Caches in Commercial Processors • 68040 Caches • 2 caches (each 4K bytes) (1 instruction, 1 data) • Uses set associative organization (64 sets, each 4 blocks) • Each block has 4 long words, each long word 4 bytes.
Caches in Commercial ProcessorsPentium III (high performance processor) • Requires fast access to instructions and data • 2 cache levels • Level 1 – • 16KB instruction • 2-way set-associative organization (instructions not normally modified during execution) • 16KB data • 4-way set associative organization • Can use either writeback or write through policy • Level 2 • Much larger
Level 2 Cache of Pentium III • Can be implemented external to processor • Katmai • 512KB • Implemented using SRAM memory • 4-way set-associative organization • Uses either write-back or write through protocol, programmable on a per-block basis. • Cache bus is 64-bits wide
Level 2 Cache of Pentium III • Can be integrated with processor • Coppermine • 256KB • 8-way set-associative organization • Cache bus is 256-bits wide
Which method is better? • External cache • allows larger cache • Larger data path width not available because of pins needed and increased power consumption of output drivers • Has slower clock speeds (Katmai driven at half processor speed; coppermine driven at full processor speed) • Internal cache • Reduces latency, increases bandwidth because of wider path • Processor chip becomes much larger, making it much more difficult to fabricate.

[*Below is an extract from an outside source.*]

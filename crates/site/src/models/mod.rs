//! Site domain models.

pub mod session;

pub use session::{CurrentAdmin, keys as session_keys};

Pentium 4 Caches • Can have up to 3 levels of cache • L1 • Data cache (8 Kbytes) • 4-way set-associative organization • Cache block 64K bytes • Write through policy is used on writes • Integer data can be accessed from data cache in 2 clock cycles (less than 2 ns) • Instruction cache does not hold normal instructions (rather already decoded versions of instructions).
L2 of Pentium 4 Unified cache of 256K bytes 8-way set-associative Write-back policy Access latency is 7 clock cycles Implemented on processor chip. L3 cache also available for on-chip but not for desktops, intended for servers.